Peter Tscherkassky is an Austrian avant-garde filmmaker who works exclusively with found footage. All of his work is done with film and heavily edited in the darkroom, rather than relying on technological modes. This is the third short film in his Cinemascope trilogy and is in many ways similar to the previous entry, Outer Space. A woman walking across a carpet, combing her hair, a man enters, grimacing faces superimposed, a woman smiling. At some point Tscherkassky's hands appear cutting up the film in the optical printer. A monochromatic canvas where images with their sense of equilibrium damaged and beyond repair attempt to re-align with their other selves. The closest comparison capturing the same sense of disjointed, jarring mayhem are glitch artist Kid606 with his cutups and sampling (minus the pop sensibilities), the noise of Merzbow or the hydraulic electronic grind of James Plotkin's Atomsmasher.
2 Reviews
Nightmare work
Horst_In_Translation28 July 2016
Warning: Spoilers
"Dream Work" is a 10-minute short film by Austrian filmmaker Peter Tscherkassky.
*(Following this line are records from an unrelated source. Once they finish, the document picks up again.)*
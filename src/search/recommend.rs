//! Recommendation diversity and preference weighting.
//!
//! Diversity is crude: each candidate's sort key gets uniform jitter in
//! `[-diversity, diversity)` while the reported score stays the true
//! similarity. It does not account for similarity between picked items the
//! way maximal marginal relevance would; MMR over the candidate vectors is
//! the natural replacement.

use std::cmp::Ordering;

use rand::rngs::StdRng;
use rand::{Rng, SeedableRng};

use crate::types::{Metadata, UserPreferences};

/// Weight of the base relevance score in personalized ranking.
pub const BASE_WEIGHT: f32 = 0.7;
/// Weight of the preference score in personalized ranking.
pub const PREFERENCE_WEIGHT: f32 = 0.3;
/// Preference score when no stored preference applies.
pub const NEUTRAL_PREFERENCE: f32 = 0.5;

/// Orders `scored` by score plus random jitter scaled by `diversity`.
///
/// With `diversity <= 0` this is a plain stable descending sort.
pub fn diversify(scored: &mut Vec<(String, f32)>, diversity: f32, seed: Option<u64>) {
    if diversity <= 0.0 {
        sort_desc(scored, |entry| entry.1);
        return;
    }

    let mut rng = match seed {
        Some(seed) => StdRng::seed_from_u64(seed),
        None => StdRng::from_rng(&mut rand::rng()),
    };
    let mut keyed: Vec<(f32, (String, f32))> = scored
        .drain(..)
        .map(|entry| (entry.1 + rng.random_range(-1.0f32..1.0) * diversity, entry))
        .collect();
    sort_desc(&mut keyed, |(key, _)| *key);
    scored.extend(keyed.into_iter().map(|(_, entry)| entry));
}

fn sort_desc<T>(items: &mut [T], key: impl Fn(&T) -> f32) {
    items.sort_by(|a, b| key(b).partial_cmp(&key(a)).unwrap_or(Ordering::Equal));
}

/// Average of the user's weights that apply to `metadata`.
///
/// For each metadata entry the `"key:value"` preference wins over a bare
/// `"key"` preference. Returns [`NEUTRAL_PREFERENCE`] when nothing applies.
pub fn preference_score(metadata: &Metadata, preferences: &UserPreferences) -> f32 {
    let weights: Vec<f32> = metadata
        .iter()
        .filter_map(|(key, value)| {
            let value = match value {
                serde_json::Value::String(s) => s.clone(),
                other => other.to_string(),
            };
            preferences
                .get(&format!("{key}:{value}"))
                .or_else(|| preferences.get(key))
        })
        .collect();

    if weights.is_empty() {
        NEUTRAL_PREFERENCE
    } else {
        weights.iter().sum::<f32>() / weights.len() as f32
    }
}

/// `base * 0.7 + preference * 0.3`.
pub fn personalize(base: f32, preference: f32) -> f32 {
    base * BASE_WEIGHT + preference * PREFERENCE_WEIGHT
}
//! Similar-document recommendations and preference-weighted search.

use semdex::{RecommendOptions, SearchQuery, VectorDocument};

use crate::common::{INDEX, hashing_engine, insert};

async fn seeded_catalog() -> semdex::SearchEngine {
    let engine = hashing_engine();
    for (id, genre, text) in [
        ("dune", "scifi", "desert planet spice empire"),
        ("foundation", "scifi", "galactic empire psychohistory collapse"),
        ("hyperion", "scifi", "pilgrims time tombs planet"),
        ("emma", "classic", "matchmaking village society manners"),
    ] {
        engine
            .upsert_document(INDEX, VectorDocument::new(id, text).with_metadata("genre", genre))
            .await
            .unwrap();
    }
    engine
}

#[tokio::test]
async fn test_recommend_excludes_source_and_ranks_by_similarity() {
    let engine = seeded_catalog().await;

    let response = engine
        .recommend(INDEX, "dune", &RecommendOptions::new(3))
        .unwrap();
    assert!(!response.ids().contains(&"dune"));
    assert_eq!(response.len(), 3);
    assert!(
        response
            .results
            .windows(2)
            .all(|w| w[0].score >= w[1].score)
    );
    assert_eq!(response.results[2].document_id, "emma");
}

#[tokio::test]
async fn test_recommend_filters_and_seeded_diversity() {
    let engine = seeded_catalog().await;

    let filtered = engine
        .recommend(
            INDEX,
            "dune",
            &RecommendOptions::new(10).with_filter("genre", "classic"),
        )
        .unwrap();
    assert_eq!(filtered.ids(), vec!["emma"]);

    let options = RecommendOptions::new(3).with_diversity(0.5).with_seed(11);
    let first = engine.recommend(INDEX, "dune", &options).unwrap();
    let second = engine.recommend(INDEX, "dune", &options).unwrap();
    assert_eq!(first.ids(), second.ids());

    // Reported scores stay the true similarities whatever the order
    let plain = engine
        .recommend(INDEX, "dune", &RecommendOptions::new(3))
        .unwrap();
    for result in &first.results {
        let same = plain
            .results
            .iter()
            .find(|r| r.document_id == result.document_id)
            .unwrap();
        assert_eq!(same.score, result.score);
    }
}

#[tokio::test]
async fn test_preferences_reorder_search() {
    let engine = hashing_engine();
    insert(&engine, "plain", "rust async runtime").await;
    engine
        .upsert_document(
            INDEX,
            VectorDocument::new("liked", "rust async runtime").with_metadata("source", "blog"),
        )
        .await
        .unwrap();

    engine.set_user_preference("ana", "source:blog", 1.0);
    let query = SearchQuery::new("rust async runtime").with_top_k(2);
    let response = engine
        .personalized_search(INDEX, "ana", &query)
        .await
        .unwrap();

    assert_eq!(response.ids(), vec!["liked", "plain"]);
    // 1.0 * 0.7 + 1.0 * 0.3 against 1.0 * 0.7 + neutral 0.5 * 0.3
    assert!((response.results[0].score - 1.0).abs() < 1e-5);
    assert!((response.results[1].score - 0.85).abs() < 1e-5);

    // Without preferences both documents sit at the neutral blend
    let neutral = engine
        .personalized_search(INDEX, "someone-else", &query)
        .await
        .unwrap();
    assert!(neutral.results.iter().all(|r| (r.score - 0.85).abs() < 1e-5));
}

#[tokio::test]
async fn test_missing_source_document() {
    let engine = hashing_engine();
    let err = engine
        .recommend(INDEX, "ghost", &RecommendOptions::default())
        .unwrap_err();
    assert!(err.is_not_found());
}
//! Index management, document CRUD and the events they publish.

use semdex::{DistanceMetric, EngineError, EngineEvent, SearchQuery, VectorDocument};
use serde_json::json;

use crate::common::{DIMENSION, INDEX, hashing_engine, insert};

#[test]
fn test_index_registry() {
    let engine = hashing_engine();
    engine
        .create_index("notes", DIMENSION, DistanceMetric::Euclidean)
        .unwrap();
    assert_eq!(engine.list_indexes(), vec!["docs", "notes"]);

    let err = engine
        .create_index(INDEX, DIMENSION, DistanceMetric::Cosine)
        .unwrap_err();
    assert!(matches!(err, EngineError::IndexAlreadyExists { .. }));
    assert!(err.to_string().contains("Suggestion:"));

    let stats = engine.get_index_stats("notes").unwrap();
    assert_eq!(stats.dimension, DIMENSION);
    assert_eq!(stats.metric, DistanceMetric::Euclidean);
    assert_eq!(stats.document_count, 0);

    engine.drop_index("notes").unwrap();
    assert!(matches!(
        engine.get_index_stats("notes"),
        Err(EngineError::IndexNotFound { .. })
    ));
}

#[tokio::test]
async fn test_upsert_replaces_and_delete_is_idempotent() {
    let engine = hashing_engine();
    insert(&engine, "a", "rust ownership and borrowing").await;

    let outcome = engine
        .upsert_document(
            INDEX,
            VectorDocument::new("a", "garbage collection pauses").with_metadata("lang", "go"),
        )
        .await
        .unwrap();
    assert!(!outcome.created);
    assert_eq!(engine.get_index_stats(INDEX).unwrap().document_count, 1);

    let stored = engine.get_document(INDEX, "a").unwrap();
    assert_eq!(stored.content(), "garbage collection pauses");
    assert_eq!(stored.metadata["lang"], json!("go"));

    assert!(engine.delete_document(INDEX, "a").unwrap());
    assert!(!engine.delete_document(INDEX, "a").unwrap());

    let response = engine
        .semantic_search(INDEX, &SearchQuery::new("garbage collection"))
        .await
        .unwrap();
    assert!(response.is_empty());
}

#[tokio::test]
async fn test_update_document_reembeds() {
    let engine = hashing_engine();
    insert(&engine, "a", "sourdough bread baking").await;
    insert(&engine, "b", "espresso coffee brewing").await;

    engine
        .update_document(INDEX, "a", "espresso coffee roasting", None)
        .await
        .unwrap();

    let response = engine
        .semantic_search(INDEX, &SearchQuery::new("espresso coffee").with_top_k(2))
        .await
        .unwrap();
    assert_eq!(response.len(), 2);
    assert!(response.results[1].score > 0.5);

    let err = engine
        .update_document(INDEX, "missing", "text", None)
        .await
        .unwrap_err();
    assert!(err.is_not_found());
}

#[tokio::test]
async fn test_wrong_dimension_is_rejected() {
    let engine = hashing_engine();
    let err = engine
        .upsert_document(
            INDEX,
            VectorDocument::new("short", "x").with_embedding(vec![0.5; DIMENSION / 2]),
        )
        .await
        .unwrap_err();
    match err {
        EngineError::DimensionMismatch {
            expected, actual, ..
        } => {
            assert_eq!(expected, DIMENSION);
            assert_eq!(actual, DIMENSION / 2);
        }
        other => panic!("unexpected error: {other}"),
    }
    assert_eq!(engine.get_index_stats(INDEX).unwrap().document_count, 0);
}

#[tokio::test]
async fn test_events_follow_operations() {
    let engine = hashing_engine();
    let mut events = engine.subscribe();

    insert(&engine, "a", "first document").await;
    engine.delete_document(INDEX, "a").unwrap();

    let mut names = Vec::new();
    while let Ok(event) = events.try_recv() {
        names.push(event.name());
        if let EngineEvent::DocumentUpserted { degraded, .. } = event {
            assert!(!degraded);
        }
    }
    assert_eq!(names, vec!["document:upserted", "document:deleted"]);
}
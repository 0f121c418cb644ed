//! Lexical tokenization shared by BM25, re-ranking, highlighting and
//! cluster labelling.
//!
//! Lowercase, punctuation stripped, whitespace split. No stemming and no
//! stopword removal.

/// Splits `text` into lowercase terms.
///
/// Punctuation is deleted rather than treated as a separator, so
/// `"don't"` becomes `"dont"` and `"e-mail"` becomes `"email"`.
pub fn tokenize(text: &str) -> Vec<String> {
    let cleaned: String = text
        .chars()
        .filter(|c| c.is_alphanumeric() || c.is_whitespace())
        .flat_map(char::to_lowercase)
        .collect();

    cleaned.split_whitespace().map(str::to_string).collect()
}
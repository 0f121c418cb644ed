//! Offline embedding by feature hashing.
//!
//! Each non-stopword token adds one to one of `dimension` buckets and the
//! counts are L2-normalized. Texts that share vocabulary land close
//! together, which is enough for tests and for running the CLI without an
//! embedding service. Counts are never negative, so cosine similarity
//! between two hashed texts stays in `[0, 1]`.

use async_trait::async_trait;

use crate::embedding::{EmbeddingError, EmbeddingProvider};
use crate::lexical::tokenize;
use crate::vector::similarity::normalize;

const FNV_OFFSET: u64 = 0xcbf2_9ce4_8422_2325;
const FNV_PRIME: u64 = 0x0000_0100_0000_01b3;

const STOPWORDS: &[&str] = &[
    "a", "an", "and", "are", "as", "at", "be", "by", "for", "from", "in", "is", "it", "of", "on",
    "or", "that", "the", "this", "to", "was", "were", "with",
];

#[derive(Debug, Clone)]
pub struct HashingEmbedder {
    dimension: usize,
}

impl HashingEmbedder {
    #[must_use]
    pub fn new(dimension: usize) -> Self {
        Self { dimension }
    }

    /// Synchronous embedding, used directly by tests and the async trait.
    pub fn embed_text(&self, text: &str) -> Vec<f32> {
        let mut vector = vec![0.0f32; self.dimension];
        if self.dimension == 0 {
            return vector;
        }

        for token in tokenize(text) {
            if STOPWORDS.contains(&token.as_str()) {
                continue;
            }
            let bucket = (fnv1a(token.as_bytes()) % self.dimension as u64) as usize;
            vector[bucket] += 1.0;
        }

        normalize(&mut vector);
        vector
    }
}

fn fnv1a(bytes: &[u8]) -> u64 {
    bytes.iter().fold(FNV_OFFSET, |hash, &b| {
        (hash ^ u64::from(b)).wrapping_mul(FNV_PRIME)
    })
}

#[async_trait]
impl EmbeddingProvider for HashingEmbedder {
    async fn embed(&self, text: &str) -> Result<Vec<f32>, EmbeddingError> {
        Ok(self.embed_text(text))
    }

    fn model_name(&self) -> &str {
        "feature-hashing"
    }

    fn dimensions(&self) -> usize {
        self.dimension
    }
}
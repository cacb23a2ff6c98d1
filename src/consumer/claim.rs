use std::{
    pin::Pin,
    sync::{
        atomic::{AtomicI64, Ordering},
        Arc,
    },
    task::{Context, Poll},
    time::Duration,
};

use futures::{
    channel::mpsc,
    future::{select, Either},
    pin_mut, SinkExt, Stream,
};
use kafka_protocol::{error::ParseResponseErrorCode, ResponseError};
use tokio_util::sync::CancellationToken;
use tracing::{debug, warn};

use crate::{
    client::{FetchRequest, KafkaClient},
    consumer::{ConsumerOptions, ConsumerRecord},
    executor::Executor,
    ErrorReporter, PartitionId, UNKNOWN_OFFSET,
};

/// Records of one claimed partition, in offset order.
///
/// The stream ends once the session is over and the records already queued were read.
pub struct ConsumerGroupClaim {
    topic: String,
    partition: PartitionId,
    initial_offset: i64,
    high_water_mark: Arc<AtomicI64>,
    records: mpsc::Receiver<ConsumerRecord>,
}

impl ConsumerGroupClaim {
    pub fn topic(&self) -> &str {
        &self.topic
    }

    pub fn partition(&self) -> PartitionId {
        self.partition
    }

    /// Offset the claim started to consume from.
    pub fn initial_offset(&self) -> i64 {
        self.initial_offset
    }

    /// Last high water mark seen by the fetcher, `-1` before the first fetch completed.
    pub fn high_water_mark_offset(&self) -> i64 {
        self.high_water_mark.load(Ordering::Acquire)
    }
}

impl Stream for ConsumerGroupClaim {
    type Item = ConsumerRecord;

    fn poll_next(mut self: Pin<&mut Self>, cx: &mut Context<'_>) -> Poll<Option<Self::Item>> {
        Pin::new(&mut self.records).poll_next(cx)
    }
}

/// Pulls records of one partition into the claim channel, pausing while the channel is
/// full.
pub(crate) struct PartitionFetcher<Exe: Executor> {
    client: Arc<dyn KafkaClient>,
    executor: Exe,
    options: Arc<ConsumerOptions>,
    topic: String,
    partition: PartitionId,
    offset: i64,
    high_water_mark: Arc<AtomicI64>,
    sender: mpsc::Sender<ConsumerRecord>,
    errors: ErrorReporter,
}

impl<Exe: Executor> PartitionFetcher<Exe> {
    pub fn new(
        client: Arc<dyn KafkaClient>,
        executor: Exe,
        options: Arc<ConsumerOptions>,
        topic: String,
        partition: PartitionId,
        offset: i64,
        errors: ErrorReporter,
    ) -> (Self, ConsumerGroupClaim) {
        let (sender, records) = mpsc::channel(options.channel_buffer_size);
        let high_water_mark = Arc::new(AtomicI64::new(UNKNOWN_OFFSET));
        let claim = ConsumerGroupClaim {
            topic: topic.clone(),
            partition,
            initial_offset: offset,
            high_water_mark: high_water_mark.clone(),
            records,
        };
        let fetcher = Self {
            client,
            executor,
            options,
            topic,
            partition,
            offset,
            high_water_mark,
            sender,
            errors,
        };
        (fetcher, claim)
    }

    pub async fn run(mut self, cancel: CancellationToken) {
        let backoff = Duration::from_millis(self.options.fetch_retry_backoff_ms as u64);
        loop {
            let request = FetchRequest {
                topic: self.topic.clone(),
                partition: self.partition,
                offset: self.offset,
                max_bytes: self.options.fetch_max_bytes,
                max_wait_ms: self.options.fetch_max_wait_ms,
            };
            let result = {
                let fetch = self.client.fetch(request);
                let cancelled = cancel.cancelled();
                pin_mut!(cancelled);
                match select(fetch, cancelled).await {
                    Either::Left((result, _)) => result,
                    Either::Right(_) => break,
                }
            };

            let response = match result {
                Ok(response) => response,
                Err(err) => {
                    warn!(
                        "Fetch {}-{} at offset {} failed: {err}",
                        self.topic, self.partition, self.offset
                    );
                    self.errors.report(err);
                    if self.pause(backoff, &cancel).await {
                        break;
                    }
                    continue;
                }
            };

            match response.error_code.err() {
                None => {
                    self.high_water_mark
                        .store(response.high_watermark, Ordering::Release);
                    for record in response.records {
                        if record.offset < self.offset {
                            continue;
                        }
                        let next_offset = record.offset + 1;
                        let sent = {
                            let send = self.sender.send(record);
                            let cancelled = cancel.cancelled();
                            pin_mut!(cancelled);
                            match select(send, cancelled).await {
                                Either::Left((result, _)) => Some(result.is_ok()),
                                Either::Right(_) => None,
                            }
                        };
                        match sent {
                            Some(true) => self.offset = next_offset,
                            // the claim was dropped
                            Some(false) => return,
                            None => {
                                self.finish();
                                return;
                            }
                        }
                    }
                }
                Some(ResponseError::OffsetOutOfRange) => {
                    let strategy = self.options.auto_offset_reset;
                    match self
                        .client
                        .list_offset(&self.topic, self.partition, strategy)
                        .await
                    {
                        Ok(offset) => {
                            warn!(
                                "Offset {} of {}-{} is out of range, reset to {} with {:?}",
                                self.offset, self.topic, self.partition, offset, strategy
                            );
                            self.offset = offset;
                        }
                        Err(err) => {
                            self.errors.report(err);
                            if self.pause(backoff, &cancel).await {
                                break;
                            }
                        }
                    }
                }
                Some(error) => {
                    warn!(
                        "Fetch {}-{} at offset {} failed: {error}",
                        self.topic, self.partition, self.offset
                    );
                    self.errors.report(error.into());
                    if self.pause(backoff, &cancel).await {
                        break;
                    }
                }
            }
        }
        self.finish();
    }

    /// Returns true when cancelled during the pause.
    async fn pause(&self, backoff: Duration, cancel: &CancellationToken) -> bool {
        let delay = self.executor.delay(backoff);
        let cancelled = cancel.cancelled();
        pin_mut!(cancelled);
        matches!(select(delay, cancelled).await, Either::Right(_))
    }

    fn finish(&self) {
        debug!(
            "Stop fetching {}-{} at offset {}",
            self.topic, self.partition, self.offset
        );
    }
}
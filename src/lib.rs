#![allow(clippy::mutable_key_type)]

pub mod client;
pub mod consumer;

mod error;
pub use error::{ConnectionError, ConsumeError, Error, ErrorReporter, Result};
pub mod executor;
pub mod metadata;

// kafka protocol
pub use kafka_protocol::{error::ParseResponseErrorCode, ResponseError};
pub use tokio_util::sync::CancellationToken;

pub type PartitionId = i32;
pub type MemberId = String;

pub const DEFAULT_GENERATION_ID: i32 = -1;
pub const UNKNOWN_OFFSET: i64 = -1;
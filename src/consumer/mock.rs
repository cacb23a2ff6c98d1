//! In-memory broker for tests: one coordinator serving every group, partition logs and an
//! offset store. Blocking protocol calls poll the shared state.

use std::{
    collections::{HashMap, HashSet, VecDeque},
    sync::{
        atomic::{AtomicBool, AtomicUsize, Ordering},
        Arc, Mutex, MutexGuard, PoisonError,
    },
    time::{Duration, Instant},
};

use bytes::Bytes;
use futures::future::BoxFuture;
use indexmap::IndexMap;
use kafka_protocol::ResponseError;
use tracing::debug;

use crate::{
    client::{
        record_size, FetchRequest, FetchResponse, HeartbeatRequest, HeartbeatResponse,
        JoinGroupRequest, JoinGroupResponse, JoinGroupResponseMember, KafkaClient,
        LeaveGroupRequest, LeaveGroupResponse, OffsetAndMetadata, OffsetCommitRequest,
        OffsetStore, SyncGroupRequest, SyncGroupResponse,
    },
    consumer::{
        partition_assignor::{Assignment, Subscription},
        ConsumerRecord, OffsetResetStrategy,
    },
    error::Result,
    metadata::{Node, TopicPartition},
    Error, MemberId, PartitionId,
};

const POLL_INTERVAL: Duration = Duration::from_millis(5);
const MAX_RECORDS_PER_FETCH: usize = 16;

#[derive(Debug, Clone, Copy, PartialEq, Eq, Default)]
enum Phase {
    #[default]
    Empty,
    PreparingRebalance,
    CompletingRebalance,
    Stable,
}

struct Member {
    group_instance_id: Option<String>,
    protocols: IndexMap<String, Subscription>,
    session_timeout: Duration,
    rebalance_timeout: Duration,
    last_seen: Instant,
}

#[derive(Default)]
struct Group {
    phase: Phase,
    generation_id: i32,
    leader: Option<MemberId>,
    protocol: Option<String>,
    members: IndexMap<MemberId, Member>,
    joined: HashSet<MemberId>,
    pending_member_ids: HashSet<MemberId>,
    join_responses: HashMap<MemberId, JoinGroupResponse>,
    assignments: HashMap<MemberId, Assignment>,
    static_members: HashMap<String, MemberId>,
    rebalance_deadline: Option<Instant>,
}
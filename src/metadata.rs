use std::collections::HashMap;

use tracing::debug;

use crate::{client::KafkaClient, error::Result, PartitionId};

#[derive(Debug, Clone, Default, Eq, PartialEq, Hash, PartialOrd, Ord)]
pub struct TopicPartition {
    pub topic: String,
    pub partition: PartitionId,
}

impl TopicPartition {
    pub fn new<S: Into<String>>(topic: S, partition: PartitionId) -> Self {
        Self {
            topic: topic.into(),
            partition,
        }
    }
}

#[derive(Debug, Clone, Default, Eq, PartialEq, Hash)]
pub struct Node {
    pub id: i32,
    pub host: String,
    pub port: u16,
    address: String,
}

impl Node {
    pub fn new(id: i32, host: String, port: u16) -> Self {
        Self {
            id,
            host: host.clone(),
            port,
            address: format!("{host}:{port}"),
        }
    }

    pub fn address(&self) -> &String {
        &self.address
    }
}

/// Partition inventory of `topics`, loaded by the leader before every assignment. Topics
/// without any partition are left out.
pub async fn partitions_per_topic<'a, I>(
    client: &dyn KafkaClient,
    topics: I,
) -> Result<HashMap<String, Vec<PartitionId>>>
where
    I: IntoIterator<Item = &'a String>,
{
    let mut partitions_per_topic = HashMap::new();
    for topic in topics {
        let mut partitions = client.partitions(topic).await?;
        partitions.sort_unstable();
        partitions.dedup();
        if partitions.is_empty() {
            debug!("skipping assignment for topic {topic} since no metadata is available");
            continue;
        }
        partitions_per_topic.insert(topic.clone(), partitions);
    }
    Ok(partitions_per_topic)
}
It is from 2002, so almost 15 years old and one of his more recent works. The title already tells us that a woman's dream plays a major role in this little movie. But as vivid as it may feel to her, as uninteresting does it feel to me as a member of the audience. It is an experimental work yes and I am biased because this is far from my favorite genre, but even then I expect more than this. It was absolutely impossible to understand what was going on. I ended up not caring for the girl or for her story at all. Luckily this is a pretty short film as I already wrote, like most works by Tscherkassky. Gonna take a look at these soon, but what I saw here left me really not curious at all. Major thumbs-down for this black-and-white film.